**What to do:**
The expected output is a verbatim reprint of the lines from the beginning of the data that follows through the line that contains "terminal caller error.".

### Source data ###

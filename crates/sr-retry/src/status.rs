//! Retryable HTTP status classification.

/// True when an upstream HTTP status warrants a retry.
///
/// The retryable set is {408, 409, 425, 429} plus every 5xx. Everything
/// else (including all other 4xx) is a terminal caller error.
pub fn is_retryable_status(status: u16) -> bool {
    matches!(status, 408 | 409 | 425 | 429) || status >= 500
}
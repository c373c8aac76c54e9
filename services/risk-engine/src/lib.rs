// risk-engine: Scores classified events into risk evaluations.

pub mod engine;
pub mod worker;

pub use engine::{RiskEvaluator, WeightedEvaluator};
pub use worker::EvaluationHandler;
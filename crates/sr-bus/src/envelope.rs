//! On-wire envelope codec.
//!
//! An envelope is deliberately minimal so any log store can back it: a
//! `payload` field holding the JSON-encoded message and a
//! `published_at_utc` RFC 3339 timestamp. Decoders tolerate additional
//! fields; a missing or unparseable `payload` is the only fatal condition,
//! and the raw fields are preserved on failure for DLQ metadata.

use chrono::{DateTime, Utc};
use serde_json::Value;
use std::collections::HashMap;

use crate::BusError;

pub const PAYLOAD_FIELD: &str = "payload";
pub const PUBLISHED_AT_FIELD: &str = "published_at_utc";

/// A successfully decoded envelope.
#[derive(Debug, Clone, PartialEq)]
pub struct DecodedEnvelope {
    pub message: Value,
    pub published_at: DateTime<Utc>,
}

/// A failed decode, with the raw fields preserved for DLQ metadata.
#[derive(Debug, Clone)]
pub struct DecodeFailure {
    pub error: String,
    pub raw_fields: HashMap<String, String>,
}

/// Encode a message into envelope field pairs, stamping `published_at_utc`.
pub fn encode_envelope(message: &Value) -> Result<Vec<(String, String)>, BusError> {
    let payload =
        serde_json::to_string(message).map_err(|e| BusError::Encode(e.to_string()))?;
    Ok(vec![
        (PAYLOAD_FIELD.to_owned(), payload),
        (PUBLISHED_AT_FIELD.to_owned(), sr_core::now_rfc3339()),
    ])
}

/// Decode envelope fields back into a message.
///
/// A missing `published_at_utc` (or one that fails to parse) falls back to
/// the unix epoch rather than failing the record — the timestamp is
/// advisory, the payload is not.
pub fn decode_envelope(fields: &HashMap<String, String>) -> Result<DecodedEnvelope, DecodeFailure> {
    let payload = fields.get(PAYLOAD_FIELD).ok_or_else(|| DecodeFailure {
        error: "missing payload field".to_owned(),
        raw_fields: fields.clone(),
    })?;

    let message: Value = serde_json::from_str(payload).map_err(|e| DecodeFailure {
        error: format!("payload is not valid JSON: {}", e),
        raw_fields: fields.clone(),
    })?;

    let published_at = fields
        .get(PUBLISHED_AT_FIELD)
        .and_then(|s| DateTime::parse_from_rfc3339(s).ok())
        .map(|dt| dt.with_timezone(&Utc))
        .unwrap_or(DateTime::<Utc>::UNIX_EPOCH);

    Ok(DecodedEnvelope {
        message,
        published_at,
    })
}
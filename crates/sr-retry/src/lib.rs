// sr-retry: Retry with exponential backoff and full jitter.
//
// Used by the ingestion publish path, the LLM upstream client, and the
// connector fetchers. The schedule doubles a base delay per attempt and
// draws the actual sleep uniformly from [0, ceiling] (full jitter), so
// synchronized retries from parallel workers fan out instead of stampeding.

use rand::Rng;
use std::future::Future;
use std::time::Duration;
use tracing::debug;

pub mod status;

pub use status::is_retryable_status;

// ---------------------------------------------------------------------------
// Policy
// ---------------------------------------------------------------------------

/// Retry schedule: total attempt count and base delay.
#[derive(Debug, Clone, Copy, PartialEq, Eq)]
pub struct RetryPolicy {
    /// Total attempts including the first (minimum 1).
    pub attempts: u32,
    /// Backoff base; attempt n (1-based) has ceiling `base × 2^(n-1)`.
    pub base_delay: Duration,
    /// Hard cap on any single sleep.
    pub max_delay: Duration,
}

impl RetryPolicy {
    pub fn new(attempts: u32, base_delay: Duration) -> RetryPolicy {
        RetryPolicy {
            attempts: attempts.max(1),
            base_delay,
            max_delay: Duration::from_secs(30),
        }
    }

    /// Backoff ceiling for a 1-based attempt number (pre-jitter).
    pub fn ceiling(&self, attempt: u32) -> Duration {
        let exp = attempt.saturating_sub(1).min(16);
        let ceiling = self.base_delay.saturating_mul(1u32 << exp);
        ceiling.min(self.max_delay)
    }

    /// Draw the jittered sleep for a 1-based attempt number.
    pub fn delay(&self, attempt: u32) -> Duration {
        let ceiling = self.ceiling(attempt);
        if ceiling.is_zero() {
            return ceiling;
        }
        let micros = rand::thread_rng().gen_range(0..=ceiling.as_micros() as u64);
        Duration::from_micros(micros)
    }
}

impl Default for RetryPolicy {
    fn default() -> Self {
        RetryPolicy::new(4, Duration::from_millis(50))
    }
}

// ---------------------------------------------------------------------------
// Retry context passed to the on-retry callback
// ---------------------------------------------------------------------------

/// Context handed to `on_retry` before each re-attempt sleep.
#[derive(Debug)]
pub struct RetryAttempt<'a, E> {
    /// The attempt that just failed (1-based).
    pub attempt: u32,
    /// Total attempts the policy allows.
    pub attempts: u32,
    /// The sleep about to be taken.
    pub delay: Duration,
    pub error: &'a E,
}

// ---------------------------------------------------------------------------
// with_retry
// ---------------------------------------------------------------------------

/// Run `op` until it succeeds or the policy is exhausted, sleeping a
/// jittered backoff between attempts. The last error is propagated.
pub async fn with_retry<T, E, F, Fut>(policy: RetryPolicy, mut op: F) -> Result<T, E>
where
    F: FnMut() -> Fut,
    Fut: Future<Output = Result<T, E>>,
    E: std::fmt::Display,
{
    with_retry_notify(policy, |_| {}, &mut op).await
}

/// `with_retry` with an observer invoked before each re-attempt sleep.
pub async fn with_retry_notify<T, E, F, Fut, N>(
    policy: RetryPolicy,
    mut on_retry: N,
    op: &mut F,
) -> Result<T, E>
where
    F: FnMut() -> Fut,
    Fut: Future<Output = Result<T, E>>,
    E: std::fmt::Display,
    N: FnMut(RetryAttempt<'_, E>),
{
    let mut attempt = 1u32;
    loop {
        match op().await {
            Ok(value) => return Ok(value),
            Err(error) => {
                if attempt >= policy.attempts {
                    return Err(error);
                }
                let delay = policy.delay(attempt);
                debug!(
                    attempt,
                    attempts = policy.attempts,
                    delay_ms = delay.as_millis() as u64,
                    error = %error,
                    "retrying after failure"
                );
                on_retry(RetryAttempt {
                    attempt,
                    attempts: policy.attempts,
                    delay,
                    error: &error,
                });
                tokio::time::sleep(delay).await;
                attempt += 1;
            }
        }
    }
}

#[cfg(test)]
mod tests {
    use super::*;
    use std::sync::atomic::{AtomicU32, Ordering};
    use std::sync::Arc;

    fn fast_policy(attempts: u32) -> RetryPolicy {
        RetryPolicy::new(attempts, Duration::from_millis(1))
    }

    #[tokio::test]
    async fn first_success_needs_no_retry() {
        let calls = Arc::new(AtomicU32::new(0));
        let c = calls.clone();
        let result: Result<u32, String> = with_retry(fast_policy(4), move || {
            let c = c.clone();
            async move {
                c.fetch_add(1, Ordering::SeqCst);
                Ok(7)
            }
        })
        .await;
        assert_eq!(result.unwrap(), 7);
        assert_eq!(calls.load(Ordering::SeqCst), 1);
    }

    #[tokio::test]
    async fn recovers_after_transient_failures() {
        let calls = Arc::new(AtomicU32::new(0));
        let c = calls.clone();
        let result: Result<&str, String> = with_retry(fast_policy(4), move || {
            let c = c.clone();
            async move {
                if c.fetch_add(1, Ordering::SeqCst) < 2 {
                    Err("transient".to_owned())
                } else {
                    Ok("done")
                }
            }
        })
        .await;
        assert_eq!(result.unwrap(), "done");
        assert_eq!(calls.load(Ordering::SeqCst), 3);
    }

    #[tokio::test]
    async fn exhaustion_propagates_last_error() {
        let calls = Arc::new(AtomicU32::new(0));
        let c = calls.clone();
        let result: Result<(), String> = with_retry(fast_policy(3), move || {
            let c = c.clone();
            async move {
                let n = c.fetch_add(1, Ordering::SeqCst);
                Err(format!("failure {}", n))
            }
        })
        .await;
        assert_eq!(result.unwrap_err(), "failure 2");
        assert_eq!(calls.load(Ordering::SeqCst), 3);
    }

    #[tokio::test]
    async fn on_retry_sees_each_failed_attempt() {
        let seen = Arc::new(std::sync::Mutex::new(Vec::new()));
        let seen2 = seen.clone();
        let mut op = || async { Err::<(), String>("nope".to_owned()) };
        let result = with_retry_notify(
            fast_policy(3),
            |ctx: RetryAttempt<'_, String>| {
                seen2.lock().unwrap().push((ctx.attempt, ctx.attempts));
            },
            &mut op,
        )
        .await;
        assert!(result.is_err());
        assert_eq!(*seen.lock().unwrap(), vec![(1, 3), (2, 3)]);
    }

    #[test]
    fn ceiling_doubles_and_caps() {
        let policy = RetryPolicy::new(10, Duration::from_millis(100));
        assert_eq!(policy.ceiling(1), Duration::from_millis(100));
        assert_eq!(policy.ceiling(2), Duration::from_millis(200));
        assert_eq!(policy.ceiling(3), Duration::from_millis(400));
        assert_eq!(policy.ceiling(20), policy.max_delay);
    }

    #[test]
    fn jitter_stays_under_ceiling() {
        let policy = RetryPolicy::new(4, Duration::from_millis(100));
        for attempt in 1..=4 {
            for _ in 0..50 {
                assert!(policy.delay(attempt) <= policy.ceiling(attempt));
            }
        }
    }
}
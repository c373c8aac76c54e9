//! Consumer naming.
//!
//! Consumer names only need to be stable for the life of a process and
//! distinct across group members; `<role>-<host>-<pid>` satisfies both
//! while staying legible in XPENDING output.

/// Build the default consumer name for a worker role.
pub fn default_consumer_name(role: &str) -> String {
    let host = std::env::var("HOSTNAME").unwrap_or_else(|_| "localhost".to_owned());
    format!("{}-{}-{}", role, host, std::process::id())
}

#[cfg(test)]
mod tests {
    use super::*;

    #[test]
    fn name_carries_role_and_pid() {
        let name = default_consumer_name("ingestion");
        assert!(name.starts_with("ingestion-"));
        assert!(name.ends_with(&std::process::id().to_string()));
    }
}
//! Planning-side records: shipments, inventory, and impact joins.

use serde::{Deserialize, Serialize};

use crate::risk::SeverityLevel;

/// A planned shipment; published to `shipment-plans` and persisted by the
/// planning state worker.
#[derive(Debug, Clone, PartialEq, Serialize, Deserialize)]
pub struct ShipmentPlan {
    pub shipment_id: String,
    /// Lane identity, e.g. "USLAX-USDAL".
    pub lane_id: String,
    pub origin_region: String,
    pub destination_region: String,
    #[serde(default, skip_serializing_if = "Option::is_none")]
    pub carrier: Option<String>,
    pub departure_utc: String,
    pub eta_utc: String,
    #[serde(default)]
    pub value_usd: f64,
}

/// A point-in-time inventory position; published to `inventory-snapshots`.
#[derive(Debug, Clone, PartialEq, Serialize, Deserialize)]
pub struct InventorySnapshot {
    pub sku: String,
    pub site_id: String,
    pub region: String,
    pub quantity: i64,
    /// Days of demand the on-hand quantity covers.
    pub days_of_cover: f64,
}

/// A shipment flagged by the impact join; published to `at-risk-shipments`.
#[derive(Debug, Clone, PartialEq, Serialize, Deserialize)]
pub struct AtRiskShipment {
    pub shipment_id: String,
    pub lane_id: String,
    pub event_id: String,
    pub plan_id: String,
    pub impact_region: String,
    pub risk_level: SeverityLevel,
    pub flagged_at_utc: String,
}

/// An inventory position flagged by the impact join; published to
/// `inventory-exposures`.
#[derive(Debug, Clone, PartialEq, Serialize, Deserialize)]
pub struct InventoryExposure {
    pub sku: String,
    pub site_id: String,
    pub region: String,
    pub event_id: String,
    pub plan_id: String,
    pub risk_level: SeverityLevel,
    pub days_of_cover: f64,
    pub flagged_at_utc: String,
}

/// True when an impact region touches a planning region.
///
/// Matching is case-insensitive on the exact scope, plus country-prefix:
/// a plan scoped "US-TX" matches shipments/inventory recorded as "US-TX"
/// or "US", and a plan scoped "US" matches "US-TX".
pub fn region_matches(impact_region: &str, planning_region: &str) -> bool {
    if impact_region.is_empty() || planning_region.is_empty() {
        return false;
    }
    let impact = impact_region.to_ascii_uppercase();
    let planning = planning_region.to_ascii_uppercase();
    if impact == planning {
        return true;
    }
    let impact_country = impact.split('-').next().unwrap_or(&impact);
    let planning_country = planning.split('-').next().unwrap_or(&planning);
    impact_country == planning_country
}
//! Pausable mock LLM upstream.
//!
//! Serves `POST /v1/chat/completions` on a random local port. While
//! paused, requests are admitted but held open until `resume()`, which is
//! how the queue-overflow scenarios stack up concurrent in-flight calls.

use axum::extract::State;
use axum::http::StatusCode;
use axum::response::IntoResponse;
use axum::routing::post;
use axum::{Json, Router};
use serde_json::{json, Value};
use std::net::SocketAddr;
use std::sync::atomic::{AtomicU16, AtomicU64, Ordering};
use std::sync::{Arc, Mutex, PoisonError};
use tokio::sync::watch;

struct UpstreamState {
    paused: watch::Sender<bool>,
    requests: AtomicU64,
    status: AtomicU16,
    content: Mutex<String>,
}

/// Handle to the running mock upstream.
pub struct MockLlmUpstream {
    addr: SocketAddr,
    state: Arc<UpstreamState>,
}

impl MockLlmUpstream {
    /// Start on a random port, answering with a default structured-risk
    /// draft.
    pub async fn start() -> std::io::Result<MockLlmUpstream> {
        let default_draft = json!({
            "event_type": "PORT_CLOSURE",
            "severity_level": "HIGH",
            "impact_region": "US-TX",
            "expected_duration_hours": 48,
            "classification_confidence": 0.9,
            "model_version": "mock-1",
        });
        let (paused, _) = watch::channel(false);
        let state = Arc::new(UpstreamState {
            paused,
            requests: AtomicU64::new(0),
            status: AtomicU16::new(200),
            content: Mutex::new(default_draft.to_string()),
        });

        let router = Router::new()
            .route("/v1/chat/completions", post(completions))
            .with_state(state.clone());
        let listener = tokio::net::TcpListener::bind("127.0.0.1:0").await?;
        let addr = listener.local_addr()?;
        tokio::spawn(async move {
            let _ = axum::serve(listener, router).await;
        });

        Ok(MockLlmUpstream { addr, state })
    }

    pub fn base_url(&self) -> String {
        format!("http://{}", self.addr)
    }

    /// Hold subsequent (and in-flight) requests open until `resume()`.
    pub fn pause(&self) {
        // send_replace updates the value even with zero live receivers.
        self.state.paused.send_replace(true);
    }

    pub fn resume(&self) {
        self.state.paused.send_replace(false);
    }

    /// Total requests admitted (including ones currently held).
    pub fn requests(&self) -> u64 {
        self.state.requests.load(Ordering::SeqCst)
    }

    /// Respond with this status from now on.
    pub fn set_status(&self, status: u16) {
        self.state.status.store(status, Ordering::SeqCst);
    }

    /// Set the assistant-message content returned to clients.
    pub fn set_content(&self, content: impl Into<String>) {
        *self
            .state
            .content
            .lock()
            .unwrap_or_else(PoisonError::into_inner) = content.into();
    }
}

async fn completions(
    State(state): State<Arc<UpstreamState>>,
    _body: Json<Value>,
) -> impl IntoResponse {
    state.requests.fetch_add(1, Ordering::SeqCst);

    // Wait out a pause.
    let mut rx = state.paused.subscribe();
    while *rx.borrow_and_update() {
        if rx.changed().await.is_err() {
            break;
        }
    }

    let status = state.status.load(Ordering::SeqCst);
    if status != 200 {
        return (
            StatusCode::from_u16(status).unwrap_or(StatusCode::INTERNAL_SERVER_ERROR),
            Json(json!({"error": "mock upstream error"})),
        );
    }

    let content = state
        .content
        .lock()
        .unwrap_or_else(PoisonError::into_inner)
        .clone();
    (
        StatusCode::OK,
        Json(json!({
            "choices": [
                {"message": {"role": "assistant", "content": content}}
            ]
        })),
    )
}
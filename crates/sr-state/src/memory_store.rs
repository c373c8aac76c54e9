//! In-memory state store for tests.
//!
//! Honors the same contracts as the Redis store, including TTL expiry for
//! idempotency marks, attempt counters, and leases (checked lazily on
//! access).

use async_trait::async_trait;
use std::collections::{BTreeSet, HashMap};
use std::sync::{Arc, Mutex, PoisonError};
use std::time::{Duration, Instant};

use crate::traits::{
    AttemptStore, ConnectorMetricsStore, ConnectorStateStore, IdempotencyStore, LeaseStore,
    PlanningStateStore,
};
use crate::types::{ConnectorMetrics, ConnectorState, PollRecord};
use crate::{keys, redis_store::within_window, StateError, DEFAULT_DEDUP_TTL_SECONDS};
use sr_types::{InventorySnapshot, ShipmentPlan};

#[derive(Default)]
struct Inner {
    dedup: HashMap<String, Instant>,
    attempts: HashMap<String, (u64, Instant)>,
    connector_states: HashMap<String, ConnectorState>,
    leases: HashMap<String, (String, Instant)>,
    metrics: HashMap<String, ConnectorMetrics>,
    shipments: HashMap<String, ShipmentPlan>,
    inventory: HashMap<String, InventorySnapshot>,
    lanes: HashMap<String, BTreeSet<String>>,
}

/// In-memory implementation of every state trait.
#[derive(Clone)]
pub struct MemoryStateStore {
    inner: Arc<Mutex<Inner>>,
    dedup_ttl: Duration,
}

impl MemoryStateStore {
    pub fn new() -> MemoryStateStore {
        Self::with_dedup_ttl(Duration::from_secs(DEFAULT_DEDUP_TTL_SECONDS))
    }

    pub fn with_dedup_ttl(dedup_ttl: Duration) -> MemoryStateStore {
        MemoryStateStore {
            inner: Arc::new(Mutex::new(Inner::default())),
            dedup_ttl,
        }
    }

    fn lock(&self) -> std::sync::MutexGuard<'_, Inner> {
        self.inner.lock().unwrap_or_else(PoisonError::into_inner)
    }
}

impl Default for MemoryStateStore {
    fn default() -> Self {
        Self::new()
    }
}

#[async_trait]
impl IdempotencyStore for MemoryStateStore {
    async fn mark_if_first_seen(&self, stream: &str, event_id: &str) -> Result<bool, StateError> {
        let key = keys::dedup(stream, event_id);
        let mut inner = self.lock();
        let now = Instant::now();
        match inner.dedup.get(&key) {
            Some(expiry) if *expiry > now => Ok(false),
            _ => {
                inner.dedup.insert(key, now + self.dedup_ttl);
                Ok(true)
            }
        }
    }

    async fn clear(&self, stream: &str, event_id: &str) -> Result<(), StateError> {
        self.lock().dedup.remove(&keys::dedup(stream, event_id));
        Ok(())
    }
}

#[async_trait]
impl AttemptStore for MemoryStateStore {
    async fn get(&self, stream: &str, group: &str, message_id: &str) -> Result<u64, StateError> {
        let key = keys::retry(stream, group, message_id);
        let inner = self.lock();
        Ok(match inner.attempts.get(&key) {
            Some((count, expiry)) if *expiry > Instant::now() => *count,
            _ => 0,
        })
    }

    async fn increment(
        &self,
        stream: &str,
        group: &str,
        message_id: &str,
        ttl: Duration,
    ) -> Result<u64, StateError> {
        let key = keys::retry(stream, group, message_id);
        let mut inner = self.lock();
        let now = Instant::now();
        let entry = match inner.attempts.get(&key) {
            Some((count, expiry)) if *expiry > now => (*count + 1, *expiry),
            // First increment (or expired counter): TTL starts here.
            _ => (1, now + ttl),
        };
        inner.attempts.insert(key, entry);
        Ok(entry.0)
    }

    async fn clear(
        &self,
        stream: &str,
        group: &str,
        message_id: &str,
    ) -> Result<(), StateError> {
        self.lock()
            .attempts
            .remove(&keys::retry(stream, group, message_id));
        Ok(())
    }
}

#[async_trait]
impl ConnectorStateStore for MemoryStateStore {
    async fn load(&self, name: &str) -> Result<Option<ConnectorState>, StateError> {
        Ok(self.lock().connector_states.get(name).cloned())
    }

    async fn save(&self, name: &str, state: &ConnectorState) -> Result<(), StateError> {
        self.lock()
            .connector_states
            .insert(name.to_owned(), state.clone());
        Ok(())
    }
}

#[async_trait]
impl LeaseStore for MemoryStateStore {
    async fn try_acquire(
        &self,
        name: &str,
        owner: &str,
        ttl: Duration,
    ) -> Result<bool, StateError> {
        let mut inner = self.lock();
        let now = Instant::now();
        match inner.leases.get(name) {
            Some((holder, expiry)) if *expiry > now && holder != owner => Ok(false),
            _ => {
                inner
                    .leases
                    .insert(name.to_owned(), (owner.to_owned(), now + ttl));
                Ok(true)
            }
        }
    }

    async fn release(&self, name: &str, owner: &str) -> Result<bool, StateError> {
        let mut inner = self.lock();
        match inner.leases.get(name) {
            Some((holder, _)) if holder == owner => {
                inner.leases.remove(name);
                Ok(true)
            }
            _ => Ok(false),
        }
    }
}

#[async_trait]
impl ConnectorMetricsStore for MemoryStateStore {
    async fn record_poll(&self, name: &str, record: &PollRecord) -> Result<(), StateError> {
        let mut inner = self.lock();
        inner
            .metrics
            .entry(name.to_owned())
            .or_default()
            .apply(record, sr_core::now_rfc3339());
        Ok(())
    }

    async fn snapshot(&self, name: &str) -> Result<Option<ConnectorMetrics>, StateError> {
        Ok(self.lock().metrics.get(name).cloned())
    }

    async fn is_healthy(&self, name: &str, max_age: Duration) -> Result<bool, StateError> {
        let Some(metrics) = self.snapshot(name).await? else {
            return Ok(false);
        };
        Ok(within_window(metrics.last_poll_time.as_deref(), max_age)
            && within_window(metrics.last_success_time.as_deref(), max_age))
    }
}

#[async_trait]
impl PlanningStateStore for MemoryStateStore {
    async fn upsert_shipment(&self, plan: &ShipmentPlan) -> Result<(), StateError> {
        let mut inner = self.lock();
        inner
            .lanes
            .entry(plan.lane_id.clone())
            .or_default()
            .insert(plan.shipment_id.clone());
        inner
            .shipments
            .insert(plan.shipment_id.clone(), plan.clone());
        Ok(())
    }

    async fn upsert_inventory(&self, snapshot: &InventorySnapshot) -> Result<(), StateError> {
        self.lock().inventory.insert(
            keys::inventory_field(&snapshot.sku, &snapshot.site_id),
            snapshot.clone(),
        );
        Ok(())
    }

    async fn list_shipments(&self) -> Result<Vec<ShipmentPlan>, StateError> {
        Ok(self.lock().shipments.values().cloned().collect())
    }

    async fn list_inventory(&self) -> Result<Vec<InventorySnapshot>, StateError> {
        Ok(self.lock().inventory.values().cloned().collect())
    }

    async fn shipments_for_lane(&self, lane_id: &str) -> Result<Vec<String>, StateError> {
        Ok(self
            .lock()
            .lanes
            .get(lane_id)
            .map(|set| set.iter().cloned().collect())
            .unwrap_or_default())
    }
}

###

**Exercise answer:**
filename crates/sr-retry/src/status.rs
//! Retryable HTTP status classification.

/// True when an upstream HTTP status warrants a retry.
///
/// The retryable set is {408, 409, 425, 429} plus every 5xx. Everything
/// else (including all other 4xx) is a terminal caller error.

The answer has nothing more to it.